By the 1850s, five hundred or more New River gold miners had arrived and many struggled to open a supply route through Hawkins Bar. (The original Hawkins Bar was where Trinity Village is today.) However, even as the gold rush subsided in 1875, there still weren't any wagon roads, let alone a bridge, and all communication and supplies came by pack train.

A second gold rush began in the late 1880s, and since supplies were once again in high demand, Hawkins Bar became one of the major trails into the area. Nonetheless, miners and residents managed without a bridge. One pioneer described carrying the mail to Old Denny, "We put a wire cable across the Trinity River whereby we could, by a rope underneath the wire and a cage to run back and forth, transmit across several hundred pounds."

The first bridge at Hawkins Bar was finally built between 1900 and 1904. It was a swinging bridge that cost approximately $400 and could support about two tons, or a saddle horse and two loaded pack mules. A few years later, in 1919, the Forest Service constructed a larger and stronger wagon bridge.

The big change came in 1939 and 1940, when the Civilian Conservation Corps, with the Army managing a crew of about 250 men installed a third Hawkins Bar bridge. This one was a metal suspension bridge, 200 yards long and 75 feet above the river. This bridge had been previously used as a temorary bridge in the construction of Hoover Dam. It was reported at the time in the Trinity Journal that this was "the largest bridge project accomplished by any CCC engineering crew in the United States." There was a gold rivet, some say, being driven into the bridge during the dedication ceremony, but when it fell into the river, a plain one had to be used instead.

When the wood deck of this bridge burned in 1954, a temporary bridge was brought in. Soon after, a flood washed out this temporary bridge, leaving people with no way across the river. Repairs were accelerated on the metal suspension bridge, and this time a new metal grating was to replace the old burnt wooden deck. Meanwhile, a hand-over-hand, self-propelled platform called a skip was hung from a high line over the river to get material and people across. Children were even transported to school high above the river on this skip until the repaired bridge was reopened in 1956.

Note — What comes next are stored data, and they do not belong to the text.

use std::fs::File;
use std::io::{self, BufRead, BufReader};
use std::path::Path;
use std::sync::LazyLock;

use bzip2::read::MultiBzDecoder;
use regex::Regex;
use zstd::stream::read::Decoder as ZstdDecoder;

use crate::error::FormatError;
use crate::types::GameRecord;

pub type PgnInput = Box<dyn BufRead + Send>;

static TAG_LINE_RE: LazyLock<Regex> = LazyLock::new(|| {
    Regex::new(r#"^\[\s*([A-Za-z0-9_]+)\s+"(.*)"\s*\]$"#).expect("valid tag line regex")
});

#[derive(Clone, Copy, Debug, Eq, PartialEq)]
pub enum CompressionMode {
    Plain,
    Bzip2,
    Zstd,
}

impl CompressionMode {
    /// Picks the decoder from the last file extension. Only `.pgn`, `.bz2`
    /// and `.zst` are accepted.
    pub fn from_path(path: &Path) -> Result<Self, FormatError> {
        let extension = path
            .extension()
            .and_then(|ext| ext.to_str())
            .unwrap_or_default();

        if extension.eq_ignore_ascii_case("pgn") {
            Ok(Self::Plain)
        } else if extension.eq_ignore_ascii_case("bz2") {
            Ok(Self::Bzip2)
        } else if extension.eq_ignore_ascii_case("zst") {
            Ok(Self::Zstd)
        } else {
            Err(FormatError::UnsupportedExtension {
                path: path.to_path_buf(),
                extension: extension.to_string(),
            })
        }
    }
}

pub fn open_input_stream(path: &Path) -> Result<PgnInput, FormatError> {
    let compression = CompressionMode::from_path(path)?;
    let file = File::open(path).map_err(|source| FormatError::Open {
        path: path.to_path_buf(),
        source,
    })?;

    match compression {
        CompressionMode::Plain => Ok(Box::new(BufReader::new(file))),
        CompressionMode::Bzip2 => Ok(Box::new(BufReader::new(MultiBzDecoder::new(file)))),
        CompressionMode::Zstd => ZstdDecoder::new(file)
            .map(|decoder| Box::new(BufReader::new(decoder)) as PgnInput)
            .map_err(|source| FormatError::Decoder {
                path: path.to_path_buf(),
                codec: "zstd",
                source,
            }),
    }
}

fn parse_tag_line(line: &str) -> Option<(String, String)> {
    let caps = TAG_LINE_RE.captures(line)?;
    Some((caps[1].to_string(), caps[2].to_string()))
}

#[derive(Clone, Copy, Debug, Eq, PartialEq)]
enum Section {
    BeforeHeaders,
    Headers,
    Movetext,
}

/// Splits an archive into [`GameRecord`]s.
///
/// Tag lines are collected until the first blank line, then movetext lines
/// are joined with single spaces until the next blank line, which closes the
/// record. Input is decoded as Latin-1 so any byte sequence is accepted. A
/// stream that ends in the middle of a record yields nothing for that tail.
/// After an I/O error the tokenizer is exhausted.
pub struct GameTokenizer<R> {
    input: R,
    line: Vec<u8>,
    finished: bool,
    games: u64,
}

impl<R: BufRead> GameTokenizer<R> {
    pub fn new(input: R) -> Self {
        Self {
            input,
            line: Vec::with_capacity(256),
            finished: false,
            games: 0,
        }
    }

    /// Number of records emitted so far.
    pub fn games(&self) -> u64 {
        self.games
    }

    /// Reads one physical line, without its terminator. `None` at end of stream.
    fn next_line(&mut self) -> io::Result<Option<String>> {
        self.line.clear();
        if self.input.read_until(b'\n', &mut self.line)? == 0 {
            return Ok(None);
        }

        while matches!(self.line.last(), Some(b'\n' | b'\r')) {
            self.line.pop();
        }
        Ok(Some(self.line.iter().map(|&b| char::from(b)).collect()))
    }

    fn read_record(&mut self) -> io::Result<Option<GameRecord>> {
        let mut section = Section::BeforeHeaders;
        let mut headers = Vec::new();
        let mut movetext = String::new();

        while let Some(line) = self.next_line()? {
            let trimmed = line.trim();

            match section {
                Section::BeforeHeaders | Section::Headers if trimmed.starts_with('[') => {
                    section = Section::Headers;
                    if let Some(tag) = parse_tag_line(trimmed) {
                        headers.push(tag);
                    }
                }
                Section::BeforeHeaders if trimmed.is_empty() => {}
                Section::Headers if trimmed.is_empty() => section = Section::Movetext,
                Section::BeforeHeaders | Section::Headers => {
                    // Movetext without the separating blank line.
                    section = Section::Movetext;
                    movetext.push_str(trimmed);
                }
                Section::Movetext if trimmed.is_empty() => {
                    return Ok(Some(GameRecord { headers, movetext }));
                }
                Section::Movetext => {
                    if !movetext.is_empty() {
                        movetext.push(' ');
                    }
                    movetext.push_str(trimmed);
                }
            }
        }

        Ok(None)
    }
}

impl<R: BufRead> Iterator for GameTokenizer<R> {
    type Item = io::Result<GameRecord>;

    fn next(&mut self) -> Option<Self::Item> {
        if self.finished {
            return None;
        }

        match self.read_record() {
            Ok(Some(record)) => {
                self.games += 1;
                Some(Ok(record))
            }
            Ok(None) => {
                self.finished = true;
                None
            }
            Err(err) => {
                self.finished = true;
                Some(Err(err))
            }
        }
    }
}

Lezlee Heft grew up here and vividly remembers the old Denny Bridge. Originally it was bought used in Alaska, trucked down here, and reassembled, she recalls, and it was all open metal. There was nothing solid about it. There were cat walks on both sides so you could walk across too. If a logging truck came onto the bridge right behind you, the whole bridge would start undulating up and down, and the sound of rubber tires going over the metal grating always sounded like an airplane taking off.

As a girl, she and her family regularly rode horses across the bridge. You never knew what a horse would do the first time you took it across. The horseshoes clanked on the grates, and you could look straight down to the see the river. Some horses would rear, some would snort, and some would sort of squat down and splay out their feet, but they all got used to it.

In 1972, although many protested the replacement of the beautiful, but very worn, old metal bridge, our current concrete bridge was begun. Dedicated in 1980, the Bill Jackson Memorial Bridge was named for Lezlee's father, Trinity County native William Chester Jackson. Bill was a deputy sheriff who was shot and killed in the line of duty while helping a transient who was passing through Salyer. As a youth, Bill drove cattle up and down the New River to supply the miners and residents, and later ran a hunter's pack station at Hobo Gulch. What Lezlee remembers most about Bill though is that he was loved by everybody.